LRA Section 4.2.4 does not include any ART values for RPV beltline and extended beltline components that are based on the 3/4T fluence values for the components at 57 effective full-power years (EFPY).
LRA Section A.4.2.4 states that "57 EFPY 1/4T fluence values were used to compute ART
values for Byron and Braidwood beltline and extended beltline materials in accordance with Regulatory Guide 1.99, Revision 2 requirements." This is not consistent with WCAP-14040-A as described above.

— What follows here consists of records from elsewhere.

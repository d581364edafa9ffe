//! Table observer session: watches one table's live state over
//! `/ws/{qr_token}` as if it were a customer client, while keeping the
//! observer itself out of the customer-facing roster.

use std::sync::{Arc, Mutex};

use futures_channel::mpsc::{unbounded, UnboundedSender};
use tokio::sync::watch;
use tracing::warn;
use uuid::Uuid;

use comandero_shared::{
    ClienteConectado, ClientMessage, EstadoInicialPayload, EstadoPedido, ItemPedido,
    MesaServerMessage, Pedido, PedidoUpdatePayload, SessionError,
};

use crate::config::ClientConfig;
use crate::ws::connection::{
    self, lock, ConnectionStatus, SessionConfig, SessionDriver, SessionLifecycle,
    HEARTBEAT_INTERVAL,
};

const RECONNECT_DELAY: std::time::Duration = std::time::Duration::from_secs(5);

/// Live state of one table. `None` until the first `ESTADO_INICIAL`
/// snapshot arrives.
#[derive(Debug, Clone, PartialEq)]
pub struct MesaState {
    pub mesa_id: i64,
    pub pedido_id: Option<i64>,
    /// Connected customers, already filtered of observer connections.
    pub clientes: Vec<ClienteConectado>,
    pub items: Vec<ItemPedido>,
    pub total: String,
    pub estado: EstadoPedido,
    pub pedido: Option<Pedido>,
}

impl MesaState {
    fn from_inicial(payload: EstadoInicialPayload) -> Self {
        let total = payload
            .total
            .or_else(|| payload.pedido.as_ref().map(|p| p.total.clone()))
            .unwrap_or_else(|| "0.00".to_string());
        let estado = payload
            .estado
            .or_else(|| payload.pedido.as_ref().map(|p| p.estado))
            .unwrap_or_default();
        Self {
            mesa_id: payload.mesa_id,
            pedido_id: payload.pedido_id,
            clientes: filtrar_observadores(payload.clientes),
            items: payload.items,
            total,
            estado,
            pedido: payload.pedido,
        }
    }

    /// Merge a partial update; absent fields keep their prior values.
    /// `forzar` overrides the state regardless of the payload.
    fn merge(&mut self, payload: PedidoUpdatePayload, forzar: Option<EstadoPedido>) {
        if let Some(items) = payload.items {
            self.items = items;
        }
        if let Some(total) = payload.total {
            self.total = total;
        }
        if let Some(estado) = payload.estado {
            self.estado = estado;
        }
        if let Some(pedido) = payload.pedido {
            self.pedido = Some(pedido);
        }
        if let Some(estado) = forzar {
            self.estado = estado;
        }
    }
}

fn es_observador(cliente: &ClienteConectado) -> bool {
    cliente.id.starts_with("admin-")
        || cliente.nombre.contains("Admin")
        || cliente.nombre.contains("Observer")
}

/// Drop the admin's own observer connections from the customer roster.
pub(crate) fn filtrar_observadores(clientes: Vec<ClienteConectado>) -> Vec<ClienteConectado> {
    clientes.into_iter().filter(|c| !es_observador(c)).collect()
}

/// Apply one inbound message. Returns a server-reported error message
/// when the frame was an `ERROR`; data state is untouched in that case.
pub(crate) fn aplicar(state: &mut Option<MesaState>, msg: MesaServerMessage) -> Option<String> {
    match msg {
        MesaServerMessage::EstadoInicial(payload) => {
            *state = Some(MesaState::from_inicial(payload));
        }
        MesaServerMessage::ClienteUnido(payload) | MesaServerMessage::ClienteDesconectado(payload) => {
            if let (Some(state), Some(clientes)) = (state.as_mut(), payload.clientes) {
                state.clientes = filtrar_observadores(clientes);
            }
        }
        MesaServerMessage::PedidoActualizado(payload) => {
            if let Some(state) = state.as_mut() {
                state.merge(payload, None);
            }
        }
        MesaServerMessage::PedidoConfirmado(payload) => {
            if let Some(state) = state.as_mut() {
                state.merge(payload, Some(EstadoPedido::Preparing));
            }
        }
        MesaServerMessage::PedidoCerrado(payload) => {
            if let Some(state) = state.as_mut() {
                state.merge(payload, Some(EstadoPedido::Closed));
            }
        }
        MesaServerMessage::Error { message } => return Some(message),
        MesaServerMessage::Unknown => {}
    }
    None
}

/// Handle to one table's observer session.
///
/// At most one observer session may be live per consumer: to watch a
/// different table, call [`disconnect`](Self::disconnect) (or drop the
/// handle) before connecting the next one.
pub struct MesaObserver {
    state: Arc<watch::Sender<Option<MesaState>>>,
    status: watch::Receiver<ConnectionStatus>,
    outbound: UnboundedSender<ClientMessage>,
    shutdown: watch::Sender<bool>,
    lifecycle: Arc<Mutex<SessionLifecycle>>,
}

impl MesaObserver {
    /// Open an observer session for the table identified by `qr_token`.
    /// Must be called within a tokio runtime.
    pub fn connect(config: &ClientConfig, qr_token: &str) -> Self {
        let url = format!(
            "{}/ws/{}",
            config.ws_base.trim_end_matches('/'),
            urlencoding::encode(qr_token)
        );

        let (state_tx, _) = watch::channel(None::<MesaState>);
        let state = Arc::new(state_tx);
        let (status_tx, status_rx) = watch::channel(ConnectionStatus::default());
        let status = Arc::new(status_tx);
        let (outbound_tx, outbound_rx) = unbounded();
        let (shutdown_tx, shutdown_rx) = watch::channel(false);
        let lifecycle = Arc::new(Mutex::new(SessionLifecycle::new()));

        // Announce ourselves as a connected client; the roster filter on
        // the receiving side hides this id from customers.
        let greeting = ClientMessage::ClienteConectado {
            cliente_id: format!("admin-observer-{}", Uuid::new_v4()),
            nombre: "Admin Observer".to_string(),
        };

        let route_state = state.clone();
        let route_status = status.clone();
        let on_frame = Box::new(move |text: &str| {
            match serde_json::from_str::<MesaServerMessage>(text) {
                Ok(msg) => {
                    let mut server_error = None;
                    route_state.send_modify(|state| server_error = aplicar(state, msg));
                    if let Some(message) = server_error {
                        warn!(%message, "error reportado por el servidor");
                        route_status
                            .send_modify(|s| s.error = Some(SessionError::Server(message)));
                    }
                }
                Err(err) => warn!(error = %err, "mensaje de mesa inválido, descartado"),
            }
        });

        connection::spawn(SessionDriver {
            url,
            config: SessionConfig {
                reconnect_delay: RECONNECT_DELAY,
                heartbeat_interval: HEARTBEAT_INTERVAL,
            },
            greeting: Some(greeting),
            lifecycle: lifecycle.clone(),
            status: status.clone(),
            outbound: outbound_rx,
            shutdown: shutdown_rx,
            on_frame,
        });

        Self {
            state,
            status: status_rx,
            outbound: outbound_tx,
            shutdown: shutdown_tx,
            lifecycle,
        }
    }

    pub fn state(&self) -> Option<MesaState> {
        self.state.borrow().clone()
    }

    pub fn subscribe(&self) -> watch::Receiver<Option<MesaState>> {
        self.state.subscribe()
    }

    pub fn status(&self) -> ConnectionStatus {
        self.status.borrow().clone()
    }

    pub fn watch_status(&self) -> watch::Receiver<ConnectionStatus> {
        self.status.clone()
    }

    pub fn is_connected(&self) -> bool {
        self.status.borrow().is_connected()
    }

    /// Forward a frame to the table channel.
    pub fn send_message(&self, msg: ClientMessage) {
        let _ = self.outbound.unbounded_send(msg);
    }

    /// Tear the session down and clear the exposed state. The identity is
    /// invalidated before the socket closes, so late events are inert.
    pub fn disconnect(&self) {
        lock(&self.lifecycle).invalidate();
        let _ = self.shutdown.send(true);
        self.state.send_replace(None);
    }
}

impl Drop for MesaObserver {
    fn drop(&mut self) {
        self.disconnect();
    }
}

#[cfg(test)]
mod tests {
    use super::*;
    use comandero_shared::ClientesPayload;

    fn estado_inicial() -> MesaServerMessage {
        serde_json::from_value(serde_json::json!({
            "type": "ESTADO_INICIAL",
            "payload": {
                "mesaId": 3,
                "pedidoId": 7,
                "clientes": [
                    {"id": "admin-observer-1", "nombre": "Admin"},
                    {"id": "c1", "nombre": "Juan"}
                ],
                "items": [],
                "total": "12.00",
                "estado": "pending"
            }
        }))
        .unwrap()
    }

    #[test]
    fn roster_filter_drops_observer_connections() {
        let clientes = vec![
            ClienteConectado { id: "admin-observer-1".into(), nombre: "Admin".into() },
            ClienteConectado { id: "c1".into(), nombre: "Juan".into() },
            ClienteConectado { id: "c2".into(), nombre: "Mesa Observer".into() },
        ];
        let filtrados = filtrar_observadores(clientes);
        assert_eq!(filtrados.len(), 1);
        assert_eq!(filtrados[0].id, "c1");
        assert_eq!(filtrados[0].nombre, "Juan");
    }

    #[test]
    fn initial_snapshot_builds_state_with_fallbacks() {
        let mut state = None;
        assert_eq!(aplicar(&mut state, estado_inicial()), None);
        let state = state.unwrap();
        assert_eq!(state.mesa_id, 3);
        assert_eq!(state.pedido_id, Some(7));
        assert_eq!(state.total, "12.00");
        assert_eq!(state.estado, EstadoPedido::Pending);
        assert_eq!(state.clientes.len(), 1);

        // Missing total/estado fall back to the embedded order, then to
        // the defaults.
        let mut state = None;
        let msg: MesaServerMessage = serde_json::from_value(serde_json::json!({
            "type": "ESTADO_INICIAL",
            "payload": {
                "mesaId": 4,
                "pedido": {
                    "id": 9,
                    "estado": "preparing",
                    "total": "33.50",
                    "createdAt": "2025-05-01T12:00:00Z"
                }
            }
        }))
        .unwrap();
        aplicar(&mut state, msg);
        let state = state.unwrap();
        assert_eq!(state.total, "33.50");
        assert_eq!(state.estado, EstadoPedido::Preparing);

        let mut state = None;
        let msg: MesaServerMessage = serde_json::from_value(serde_json::json!({
            "type": "ESTADO_INICIAL",
            "payload": {"mesaId": 5}
        }))
        .unwrap();
        aplicar(&mut state, msg);
        let state = state.unwrap();
        assert_eq!(state.total, "0.00");
        assert_eq!(state.estado, EstadoPedido::Pending);
    }

    #[test]
    fn partial_update_preserves_absent_fields() {
        let mut state = None;
        aplicar(&mut state, estado_inicial());

        let msg: MesaServerMessage = serde_json::from_value(serde_json::json!({
            "type": "PEDIDO_ACTUALIZADO",
            "payload": {
                "items": [{
                    "id": 1, "productoId": 10, "clienteNombre": "Juan",
                    "cantidad": 2.0, "precioUnitario": "5.00"
                }]
            }
        }))
        .unwrap();
        aplicar(&mut state, msg);

        let state = state.as_ref().unwrap();
        assert_eq!(state.items.len(), 1);
        assert_eq!(state.total, "12.00");
        assert_eq!(state.estado, EstadoPedido::Pending);
    }

    #[test]
    fn confirmado_forces_preparing_even_against_the_payload() {
        let mut state = None;
        aplicar(&mut state, estado_inicial());

        let msg: MesaServerMessage = serde_json::from_value(serde_json::json!({
            "type": "PEDIDO_CONFIRMADO",
            "payload": {"estado": "delivered"}
        }))
        .unwrap();
        aplicar(&mut state, msg);
        assert_eq!(state.as_ref().unwrap().estado, EstadoPedido::Preparing);
    }

    #[test]
    fn cerrado_forces_closed() {
        let mut state = None;
        aplicar(&mut state, estado_inicial());
        aplicar(
            &mut state,
            MesaServerMessage::PedidoCerrado(PedidoUpdatePayload::default()),
        );
        assert_eq!(state.as_ref().unwrap().estado, EstadoPedido::Closed);
    }

    #[test]
    fn client_updates_are_noops_before_the_first_snapshot() {
        let mut state = None;
        aplicar(
            &mut state,
            MesaServerMessage::ClienteUnido(ClientesPayload {
                clientes: Some(vec![ClienteConectado { id: "c1".into(), nombre: "Juan".into() }]),
            }),
        );
        assert!(state.is_none());
    }

    #[test]
    fn client_update_without_list_keeps_the_roster() {
        let mut state = None;
        aplicar(&mut state, estado_inicial());
        aplicar(
            &mut state,
            MesaServerMessage::ClienteDesconectado(ClientesPayload { clientes: None }),
        );
        assert_eq!(state.as_ref().unwrap().clientes.len(), 1);
    }

    #[test]
    fn server_error_is_surfaced_without_touching_state() {
        let mut state = None;
        aplicar(&mut state, estado_inicial());
        let before = state.clone();
        let error = aplicar(
            &mut state,
            MesaServerMessage::Error { message: "mesa cerrada".into() },
        );
        assert_eq!(error.as_deref(), Some("mesa cerrada"));
        assert_eq!(state, before);
    }
}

Request: 1. Amend LRA Section 4.2.4 to provide the ART tables and values that are based on an assessment of the 3/4T neutron fluences for the RPV beltline and extended beltline components at 57 EFPY. Amend LRA Section A.4.2.4 to state that both the 57 EFPY 1/4T and 3/4T fluence values were used to compute ART values for Byron and Braidwood beltline and extended beltline materials in accordance with WCAP-14040-A
requirements, as mandated by TS 5.6.6. 2. Provide a basis for dispositioning the TLAA on the ART in terms of 10 CFR 54.21(c)(1)(ii), given that these values will be factored into the P-T limits for the PEO, which are being dispositioned as 10 CFR 54.21(c)(1)(iii). Otherwise, revise the LRA to disposition the TLAA for projected ART values in terms of 10 CFR 54.21(c)(1)(iii).
Discussion
- The applicant requested clarity on the staff's concern. No edits were proposed. This question will be sent as part of the formal request titled: "RAI 4.2.4-1/A.4.2.4-1."
DRAI 4.2.5-1/A.4.2.5-1 Applicability
Byron and Braidwood
Background
LRA Section 4.2.5 provides the TLAA on the P-T Limits. LRA Section 4.2.5 states that the TLAA is acceptable in accordance with the requirements of 10 CFR 54.21(c)(1)(iii) because the applicant's PTLR process will be used to gener ate the P-T limit curves for the PEO.
Generation of the P-T limit curves using the app licant's PTLR process is currently governed by the TS 5.6.6 and the associated plant implementing procedures. The provisions in TS 5.6.6 require the P-T limits to be generated in accordance with the following NRC-approved
methodologies:
- Those methodologies referenced in the NRC letter of January 21, 1998, "Byron Station, Units 1 and 2, and Braidwood Station, Units 1 and 2, Acceptance of Referencing Pressure Temperature Limits Report," which include WCAP-14040-A (current NRC approved version, which is Revision 4 of the report; LRA Reference 4.8.2).
- Those methodologies referenced in the NRC letter of August 8, 2001, "Issuance of Exemption from the requirements of 10 CFR 50.60 and Appendix G for Byron Station, Units 1 and 2, and Braidwood Station, Units 1 and 2."
- WCAP-16143-P, "Reactor Vessel Closure Head/Vessel Flange Requirements Evaluation for Byron/Braidwood Units 1 and 2."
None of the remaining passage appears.